In conclusion, the idea that "random order is always the worst order" is partially inadequate.

Toward zero pre-processing costs

A System for Large-Scale Graph Processing, Proceedings of the 2010 ACM SIGMOD International Conference on Management of Data, pp. dhe Implementimi, fq. Hellerstein, “Distributed GraphLab: A Framework for Machine Learning and Data Mining in the Cloud”, Proceedings of the 38th International Conference on Very Large Databases, pp.

Gupta, “Load the Edge You Need: A General I/O Optimization for Disk-Based Graphics Processing,” Proceedings of the 2016 USENIX Annual Technical Conference, p. Conference on Data Management, p.
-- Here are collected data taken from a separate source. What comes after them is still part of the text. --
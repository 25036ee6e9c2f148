//! Renderer adapter: translate a (mode, canonical series) pair into plotters
//! calls and write **SVG** or **PNG** output.
//!
//! This module owns only the translation; the presentation decision lives in
//! [`crate::present`] and the drawing itself in the plotters backends.

use crate::models::{CanonicalSeries, PointTag};
use crate::present::{ChartPlan, Derived, LinePlan, LineSegment, PresentationMode};
use anyhow::{Result, anyhow};

use plotters::backend::DrawingBackend;
use plotters::coord::Shift;
use plotters::prelude::*;
use plotters::style::FontFamily;

use plotters_bitmap::BitMapBackend;
use plotters_svg::SVGBackend;

use std::path::Path;
use std::sync::Once;

/// One-time registration for a fallback "sans-serif" font when using the
/// `ab_glyph` text path. Required because `ab_glyph` doesn't discover OS fonts.
static INIT_FONTS: Once = Once::new();

fn ensure_fonts_registered() {
    INIT_FONTS.call_once(|| {
        let _ = plotters::style::register_font(
            "sans-serif",
            plotters::style::FontStyle::Normal,
            include_bytes!("../assets/DejaVuSans.ttf"),
        );
    });
}

/// Microsoft Office (2013+) chart series palette.
const OFFICE10: [RGBColor; 10] = [
    RGBColor(68, 114, 196),  // blue      (#4472C4)
    RGBColor(237, 125, 49),  // orange    (#ED7D31)
    RGBColor(165, 165, 165), // gray      (#A5A5A5)
    RGBColor(255, 192, 0),   // gold      (#FFC000)
    RGBColor(91, 155, 213),  // light blue(#5B9BD5)
    RGBColor(112, 173, 71),  // green     (#70AD47)
    RGBColor(38, 68, 120),   // dark blue (#264478)
    RGBColor(158, 72, 14),   // dark org. (#9E480E)
    RGBColor(99, 99, 99),    // dark gray (#636363)
    RGBColor(153, 115, 0),   // brownish  (#997300)
];

/// Get a color from the Office palette.
#[inline]
pub fn office_color(idx: usize) -> RGBAColor {
    OFFICE10[idx % OFFICE10.len()].to_rgba()
}

/// Render a prepared chart to `out_path`; the backend is chosen by extension
/// (`.svg` → SVG, anything else → bitmap).
pub fn render_chart<P: AsRef<Path>>(
    series: &CanonicalSeries,
    plan: &ChartPlan,
    title: &str,
    out_path: P,
    width: u32,
    height: u32,
) -> Result<()> {
    if series.is_empty() {
        return Err(anyhow!("no data to plot"));
    }
    ensure_fonts_registered();
    let out_path = out_path.as_ref();
    let path_string = out_path.to_string_lossy().into_owned();

    if out_path.extension().and_then(|s| s.to_str()) == Some("svg") {
        let root = SVGBackend::new(path_string.as_str(), (width, height)).into_drawing_area();
        draw_chart(root, series, plan, title)?;
    } else {
        let root = BitMapBackend::new(path_string.as_str(), (width, height)).into_drawing_area();
        draw_chart(root, series, plan, title)?;
    }
    Ok(())
}

fn draw_chart<DB>(
    root: DrawingArea<DB, Shift>,
    series: &CanonicalSeries,
    plan: &ChartPlan,
    title: &str,
) -> Result<()>
where
    DB: DrawingBackend,
{
    root.fill(&WHITE).map_err(|e| anyhow!("{:?}", e))?;

    if plan.mode == PresentationMode::Pie {
        return draw_pie(&root, plan, title);
    }

    // The x axis is categorical: points are placed at integer indices and the
    // tick formatter maps an index back to its source label.
    let x_labels_src: Vec<String> = if series.series.is_empty() {
        series.points.iter().map(|p| p.x.clone()).collect()
    } else {
        series
            .series
            .iter()
            .max_by_key(|s| s.points.len())
            .map(|s| s.points.iter().map(|(x, _)| x.clone()).collect())
            .unwrap_or_default()
    };
    let n = x_labels_src.len().max(1);

    let (mut min_val, mut max_val) = series
        .value_range()
        .ok_or_else(|| anyhow!("no numeric values to plot"))?;
    // Seasonal companion values live outside the canonical series.
    if let Derived::Components { seasonal } = &plan.derived {
        for v in seasonal.iter().flatten() {
            if v.is_finite() {
                min_val = min_val.min(*v);
                max_val = max_val.max(*v);
            }
        }
    }
    if (max_val - min_val).abs() < f64::EPSILON {
        min_val -= 1.0;
        max_val += 1.0;
    }
    // Bars grow from zero; keep the baseline in range.
    if plan.mode == PresentationMode::Bar {
        min_val = min_val.min(0.0);
        max_val = max_val.max(0.0);
    }

    let x_label_fmt = |x: &f64| {
        let idx = x.round() as i64;
        if idx >= 0 && (idx as usize) < x_labels_src.len() && (*x - idx as f64).abs() < 0.25 {
            x_labels_src[idx as usize].clone()
        } else {
            String::new()
        }
    };
    let y_label_fmt = |v: &f64| {
        let a = v.abs();
        let prec = if a >= 100.0 {
            0
        } else if a >= 10.0 {
            1
        } else {
            2
        };
        format!("{:.*}", prec, *v)
    };

    let mut chart = ChartBuilder::on(&root)
        .margin(16)
        .caption(title, (FontFamily::SansSerif, 24))
        .set_label_area_size(LabelAreaPosition::Left, 72)
        .set_label_area_size(LabelAreaPosition::Bottom, 56)
        .build_cartesian_2d(-0.5f64..(n as f64 - 0.5), min_val..max_val)
        .map_err(|e| anyhow!("{:?}", e))?;

    chart
        .configure_mesh()
        .x_desc(series.x_label.as_str())
        .y_desc(series.y_label.as_str())
        .x_labels(n.min(12))
        .y_labels(10)
        .x_label_formatter(&x_label_fmt)
        .y_label_formatter(&y_label_fmt)
        .label_style((FontFamily::SansSerif, 12))
        .axis_desc_style((FontFamily::SansSerif, 16))
        .draw()
        .map_err(|e| anyhow!("{:?}", e))?;

    let mut has_legend = false;
    match (&plan.mode, &plan.derived) {
        (PresentationMode::Bar, _) => draw_bars(&mut chart, series)?,
        (PresentationMode::ForecastLine, Derived::Forecast { split, has_band }) => {
            draw_forecast(&mut chart, series, *split, *has_band)?;
            has_legend = true;
        }
        (PresentationMode::MultiLine, Derived::MultiLine { lines }) => {
            draw_multi_line(&mut chart, series, lines)?;
            has_legend = true;
        }
        (PresentationMode::Components, Derived::Components { seasonal }) => {
            draw_components(&mut chart, series, seasonal)?;
            has_legend = true;
        }
        // SingleLine, Default, and any mode whose derived data degraded.
        _ => draw_single_line(&mut chart, series)?,
    }

    if has_legend {
        chart
            .configure_series_labels()
            .border_style(BLACK)
            .position(SeriesLabelPosition::UpperLeft)
            .background_style(WHITE.mix(0.85))
            .label_font((FontFamily::SansSerif, 14))
            .draw()
            .map_err(|e| anyhow!("{:?}", e))?;
    }

    root.present().map_err(|e| anyhow!("{:?}", e))?;
    Ok(())
}

type IndexedChart<'a, DB> =
    ChartContext<'a, DB, Cartesian2d<plotters::coord::types::RangedCoordf64, plotters::coord::types::RangedCoordf64>>;

/// Points with a numeric value, at their source index.
fn indexed_values(series: &CanonicalSeries) -> Vec<(f64, f64)> {
    series
        .points
        .iter()
        .enumerate()
        .filter_map(|(i, p)| p.y.map(|v| (i as f64, v)))
        .collect()
}

fn draw_single_line<DB: DrawingBackend>(
    chart: &mut IndexedChart<'_, DB>,
    series: &CanonicalSeries,
) -> Result<()> {
    let style = ShapeStyle {
        color: office_color(0),
        filled: false,
        stroke_width: 2,
    };
    chart
        .draw_series(LineSeries::new(indexed_values(series), style))
        .map_err(|e| anyhow!("{:?}", e))?;
    Ok(())
}

fn draw_bars<DB: DrawingBackend>(
    chart: &mut IndexedChart<'_, DB>,
    series: &CanonicalSeries,
) -> Result<()> {
    let color = office_color(0);
    for (x, v) in indexed_values(series) {
        let y0 = 0.0f64.min(v);
        let y1 = 0.0f64.max(v);
        let rect = Rectangle::new([(x - 0.4, y0), (x + 0.4, y1)], color.filled());
        chart
            .draw_series(std::iter::once(rect))
            .map_err(|e| anyhow!("{:?}", e))?;
    }
    Ok(())
}

fn legend_entry<'a, DB: DrawingBackend + 'a>(
    elem: &mut plotters::chart::SeriesAnno<'a, DB>,
    label: &str,
    color: RGBAColor,
) {
    let text = label.to_string();
    elem.label(text.clone()).legend(move |(x, y)| {
        EmptyElement::at((x, y))
            + Circle::new((x + 8, y), 4, color.filled())
            + Text::new(text.clone(), (x + 20, y), (FontFamily::SansSerif, 14))
    });
}

fn draw_forecast<'a, DB: DrawingBackend + 'a>(
    chart: &mut IndexedChart<'a, DB>,
    series: &CanonicalSeries,
    split: usize,
    has_band: bool,
) -> Result<()> {
    let historical = office_color(0);
    let forecast = office_color(1);

    // Confidence band first, under the lines: forecast lower bounds forward,
    // upper bounds reversed, as one polygon.
    if has_band {
        let mut poly: Vec<(f64, f64)> = Vec::new();
        for (i, p) in series.points.iter().enumerate() {
            if p.tag == Some(PointTag::Forecast)
                && let Some(lo) = p.lower_bound
            {
                poly.push((i as f64, lo));
            }
        }
        let mut upper: Vec<(f64, f64)> = Vec::new();
        for (i, p) in series.points.iter().enumerate() {
            if p.tag == Some(PointTag::Forecast)
                && let Some(hi) = p.upper_bound
            {
                upper.push((i as f64, hi));
            }
        }
        poly.extend(upper.into_iter().rev());
        if poly.len() >= 3 {
            chart
                .draw_series(std::iter::once(Polygon::new(
                    poly,
                    forecast.mix(0.18).filled(),
                )))
                .map_err(|e| anyhow!("{:?}", e))?;
        }
    }

    let all = indexed_values(series);
    // Overlap by one point so the two segments connect visually.
    let hist_part: Vec<(f64, f64)> = all
        .iter()
        .cloned()
        .filter(|(x, _)| (*x as usize) < split)
        .collect();
    let fore_part: Vec<(f64, f64)> = all
        .iter()
        .cloned()
        .filter(|(x, _)| (*x as usize) + 1 >= split)
        .collect();

    let hist_elem = chart
        .draw_series(LineSeries::new(
            hist_part,
            ShapeStyle {
                color: historical,
                filled: false,
                stroke_width: 2,
            },
        ))
        .map_err(|e| anyhow!("{:?}", e))?;
    legend_entry(hist_elem, "Historical", historical);

    let fore_elem = chart
        .draw_series(LineSeries::new(
            fore_part,
            ShapeStyle {
                color: forecast,
                filled: false,
                stroke_width: 2,
            },
        ))
        .map_err(|e| anyhow!("{:?}", e))?;
    legend_entry(fore_elem, "Forecast", forecast);

    Ok(())
}

fn draw_multi_line<'a, DB: DrawingBackend + 'a>(
    chart: &mut IndexedChart<'a, DB>,
    series: &CanonicalSeries,
    lines: &[LinePlan],
) -> Result<()> {
    for plan in lines {
        let Some(sub) = series.series.get(plan.series_index) else {
            continue;
        };
        let base = office_color(plan.color_index);
        // Forecast segments share the base color but draw lighter, so a
        // product's history and forecast read as one line.
        let color = match plan.segment {
            LineSegment::Forecast => base.mix(0.55),
            _ => base,
        };
        let points: Vec<(f64, f64)> = sub
            .points
            .iter()
            .enumerate()
            .map(|(i, (_, y))| (i as f64, *y))
            .collect();
        let elem = chart
            .draw_series(LineSeries::new(
                points,
                ShapeStyle {
                    color,
                    filled: false,
                    stroke_width: 2,
                },
            ))
            .map_err(|e| anyhow!("{:?}", e))?;
        legend_entry(elem, &sub.name, color);
    }
    Ok(())
}

/// Trend line (the canonical points) plus its per-point seasonal companion.
fn draw_components<'a, DB: DrawingBackend + 'a>(
    chart: &mut IndexedChart<'a, DB>,
    series: &CanonicalSeries,
    seasonal: &[Option<f64>],
) -> Result<()> {
    let trend_color = office_color(0);
    let elem = chart
        .draw_series(LineSeries::new(
            indexed_values(series),
            ShapeStyle {
                color: trend_color,
                filled: false,
                stroke_width: 2,
            },
        ))
        .map_err(|e| anyhow!("{:?}", e))?;
    legend_entry(elem, "Trend", trend_color);

    let seasonal_points: Vec<(f64, f64)> = seasonal
        .iter()
        .enumerate()
        .filter_map(|(i, v)| v.map(|y| (i as f64, y)))
        .collect();
    if !seasonal_points.is_empty() {
        let seasonal_color = office_color(1);
        let elem = chart
            .draw_series(LineSeries::new(
                seasonal_points,
                ShapeStyle {
                    color: seasonal_color,
                    filled: false,
                    stroke_width: 2,
                },
            ))
            .map_err(|e| anyhow!("{:?}", e))?;
        legend_entry(elem, "Seasonal", seasonal_color);
    }
    Ok(())
}

/// Pie charts skip the cartesian frame: wedges are drawn in pixel coordinates
/// as arc polygons, with the percentage labels beside each slice.
fn draw_pie<DB: DrawingBackend>(
    root: &DrawingArea<DB, Shift>,
    plan: &ChartPlan,
    title: &str,
) -> Result<()> {
    let Derived::Pie { slices } = &plan.derived else {
        return Err(anyhow!("pie mode without slice data"));
    };
    if slices.is_empty() {
        return Err(anyhow!("no data to plot"));
    }

    let (w, h) = root.dim_in_pixel();
    let cx = w as i32 / 2;
    let cy = h as i32 / 2 + 12; // leave room for the caption
    let radius = (w.min(h) as i32 / 2 - 48).max(24) as f64;

    root.draw(&Text::new(
        title.to_string(),
        (16, 16),
        (FontFamily::SansSerif, 24),
    ))
    .map_err(|e| anyhow!("{:?}", e))?;

    // An all-zero pie still draws: equal spans keep the output deterministic.
    let total: f64 = slices.iter().map(|s| s.value.max(0.0)).sum();
    let fraction = |value: f64| {
        if total > 0.0 {
            value.max(0.0) / total
        } else {
            1.0 / slices.len() as f64
        }
    };

    let mut angle = -std::f64::consts::FRAC_PI_2; // start at 12 o'clock
    for (idx, slice) in slices.iter().enumerate() {
        let sweep = fraction(slice.value) * std::f64::consts::TAU;
        let color = office_color(idx);

        let steps = ((sweep / 0.05).ceil() as usize).max(2);
        let mut poly: Vec<(i32, i32)> = vec![(cx, cy)];
        for s in 0..=steps {
            let a = angle + sweep * s as f64 / steps as f64;
            poly.push((
                cx + (radius * a.cos()).round() as i32,
                cy + (radius * a.sin()).round() as i32,
            ));
        }
        root.draw(&Polygon::new(poly, color.filled()))
            .map_err(|e| anyhow!("{:?}", e))?;

        let mid = angle + sweep / 2.0;
        let lx = cx + ((radius + 14.0) * mid.cos()).round() as i32;
        let ly = cy + ((radius + 14.0) * mid.sin()).round() as i32;
        root.draw(&Text::new(
            format!("{} ({:.1}%)", slice.label, slice.percent),
            (lx, ly),
            (FontFamily::SansSerif, 13),
        ))
        .map_err(|e| anyhow!("{:?}", e))?;

        angle += sweep;
    }

    root.present().map_err(|e| anyhow!("{:?}", e))?;
    Ok(())
}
Chen, “GridGraph: Large-scale graph processing on a single machine using 2-level hierarchical partitioning,” Proceedings of the USENIX Annual Technical Conference 2015, p. Franklin, "GraphX: Graph Processing in a Distributed Process of the Dataflow Framework," 11th USENIX Symposium on Design and Implementation of Operating Systems, p.

Halperin, ‘Asynchronous and Fault-Tolerant Recursive Datalog Evaluation in Shared-Nothing Engines’, Proceedings of the 41th International Conference on Very Large Databases, pp. Blelloch, ‘Ligra: A Lightweight Graph Processing Framework for Shared Memory’, Proceedings of the 18th ACM SIGPLAN symposium over principes en praktijk van parallel programmeren, pp.